2/ Lorsque la représentante d’une association souligne la responsabilité de Sarkozy dans les émeutes (Canal+, 08-11-05), celui-ci fait demander la cassette. Résultat : la direction de Canal+ exige "un autre point de vue". Ce sera celui d’un maire UMP (voir ci-dessous!*).

3/ Lorsque Sarkozy est invité au Grand Journal de Michel Denisot (Canal +), il accepte à condition de figurer aux côtés de Denisot en couverture de TV Mag, le supplément télé de la Socpresse (propriété de Dassault) distribué avec 42 quotidiens. Commentaire d’un cadre de Canal + : " Sarkozy n’en à rien à faire du Grand Journal, ce qui l’intéresse, c’est d’être sur la table du salon de 5 millions de personnes " (source: Libération du 27/06/06). Lucide (sauf qu’il s’agit de 5 millions de foyers !).

4/ Lorsque J-P Elkabbach, directeur d’Europe 1, recherche un nouveau journaliste politique, il demande conseil à… Nicolas Sarkozy ! "C’est normal affirme celui-ci.
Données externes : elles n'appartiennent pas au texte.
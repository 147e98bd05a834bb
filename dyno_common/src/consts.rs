//! Constants for the dyno simulator.
//!
//! Single source of truth for tick rates, the drive-cycle layout and the
//! engine curve parameters. Imported by all crates.

use static_assertions::const_assert;

// ─── Rates ──────────────────────────────────────────────────────────

/// Physics tick period in milliseconds (internal step).
pub const PHYSICS_TICK_MS: u64 = 10;

/// UI tick period in milliseconds (publish cadence, 20 Hz).
pub const UI_TICK_MS: u64 = 50;

/// A measured dt above this (seconds) is treated as a stall.
pub const MAX_DT_S: f64 = 0.2;

const_assert!(PHYSICS_TICK_MS > 0);
const_assert!(UI_TICK_MS >= PHYSICS_TICK_MS);

// ─── Drive cycle (seconds) ──────────────────────────────────────────

/// Idle before the sweep.
pub const T_IDLE1: f64 = 3.0;
/// Slow sweep up to redline.
pub const T_RAMP: f64 = 25.0;
/// Hold near the limiter.
pub const T_HOLD: f64 = 3.0;
/// Coast back down to idle.
pub const T_COAST: f64 = 12.0;
/// Idle after the coast.
pub const T_IDLE2: f64 = 3.0;

/// Full cycle length.
pub const CYCLE_T: f64 = T_IDLE1 + T_RAMP + T_HOLD + T_COAST + T_IDLE2;

const_assert!(CYCLE_T == 46.0);

// ─── Engine ─────────────────────────────────────────────────────────

/// Idle speed.
pub const IDLE_RPM: f64 = 1500.0;
/// Speed of peak torque.
pub const PEAK_RPM: f64 = 7500.0;
/// Limiter.
pub const REDLINE_RPM: f64 = 12000.0;

/// Road speed at redline (rpm maps linearly to km/h).
pub const VMAX_AT_REDLINE_KMH: f64 = 300.0;

/// Torque at idle (Nm).
pub const TORQUE_IDLE_NM: f64 = 30.0;
/// Maximum torque at `PEAK_RPM` (Nm).
pub const TORQUE_PEAK_NM: f64 = 120.0;
/// Relative torque drop from peak to redline.
pub const TOP_DROP_FRAC: f64 = 0.45;
/// Shape of the drop above peak.
pub const DROP_EXPONENT: f64 = 1.2;
/// Torque never falls below this fraction of `TORQUE_IDLE_NM`.
pub const TORQUE_FLOOR_FACTOR: f64 = 0.8;

/// `PS = Nm * rpm / PS_DIVISOR`.
pub const PS_DIVISOR: f64 = 7023.0;

const_assert!(IDLE_RPM < PEAK_RPM && PEAK_RPM < REDLINE_RPM);

// ─── Seed snapshot ──────────────────────────────────────────────────

/// DIN correction factor published on start (%).
pub const SEED_DIN_PCT: f64 = 100.0;
/// Temperature published on start (°C).
pub const SEED_TEMPERATURE_C: f64 = 22.0;
/// Pressure published on start (hPa).
pub const SEED_PRESSURE_HPA: f64 = 1012.0;

/// Default log-facing service name.
pub const DEFAULT_SERVICE_NAME: &str = "dyno-sim";

#[cfg(test)]
mod tests {
    use super::*;

    #[test]
    fn segment_durations_fill_cycle() {
        let sum = T_IDLE1 + T_RAMP + T_HOLD + T_COAST + T_IDLE2;
        assert_eq!(sum, CYCLE_T);
        assert_eq!(UI_TICK_MS % PHYSICS_TICK_MS, 0);
    }
}
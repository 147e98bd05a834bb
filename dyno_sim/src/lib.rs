//! # Dyno Simulator Library
//!
//! Synthetic engine/dynamometer telemetry. A background thread advances a
//! 46 s drive cycle every physics tick and publishes a rounded seven-value
//! [`Snapshot`](dyno_common::snapshot::Snapshot) at the slower UI rate.
//!
//! # Module Structure
//!
//! - [`physics`] - Pure curve functions (rpm, torque, power, speed, ambient)
//! - [`sim_loop`] - Deterministic single-threaded stepper
//! - [`simulator`] - `Simulator` lifecycle and tick thread
//! - [`sink`] - Snapshot consumers
//! - [`clock`] - Injectable time sources
//!
//! # Architecture
//!
//! ```text
//! ┌──────────────────────────────────────────────────────────────────┐
//! │                         dyno_sim                                 │
//! │  ┌─────────────┐    ┌──────────────┐    ┌─────────────────────┐  │
//! │  │   Clock     │───►│  Simulator   │───►│  SnapshotSink       │  │
//! │  │ (mono/fake) │    │ (tick thread)│    │ (channel/latest/..) │  │
//! │  └─────────────┘    └──────┬───────┘    └─────────────────────┘  │
//! │                            │                                     │
//! │                            ▼                                     │
//! │                   ┌────────────────┐     ┌──────────────┐        │
//! │                   │ SimulationLoop │────►│   physics    │        │
//! │                   │ (phase, rates) │     │ (pure fns)   │        │
//! │                   └────────────────┘     └──────────────┘        │
//! └──────────────────────────────────────────────────────────────────┘
//! ```

#![deny(warnings)]

pub mod clock;
pub mod physics;
pub mod sim_loop;
pub mod simulator;
pub mod sink;

// Re-export key types for convenience
pub use crate::clock::{Clock, FakeClock, MonotonicClock};
pub use crate::sim_loop::{SimulationLoop, Tick};
pub use crate::simulator::{RunStats, SimError, Simulator};
pub use crate::sink::{ChannelSink, FanOut, LatestReading, SinkError, SnapshotSink};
J’ai été ministre de la communication". Je les connais, les journalistes. Il est même inutile de démentir les informations du Canard Enchainé. Puisqu’on vous dit qu’il a été Ministre de la Vérité, puisqu’on vous dit que les journalistes sont ses amis, c’est qu’il s’y connaît. Puisqu’on vous dit qu’il est Ministre de l’Intérieur, c’est qu’il fait régner l’ordre. Quel ordre ? Circulez…

5/ Lorsque Noah déclare à Paris-Match, dans un entretien titré " Mes quatre vérités à la France " (15-12-05) : " Une chôse est sûre : si jamais Sarkozy passe, je me casse ! ", la phrase est tout simplement censurée (source : Le Canard Enchaîné). Un véritable émeutier ce Noah...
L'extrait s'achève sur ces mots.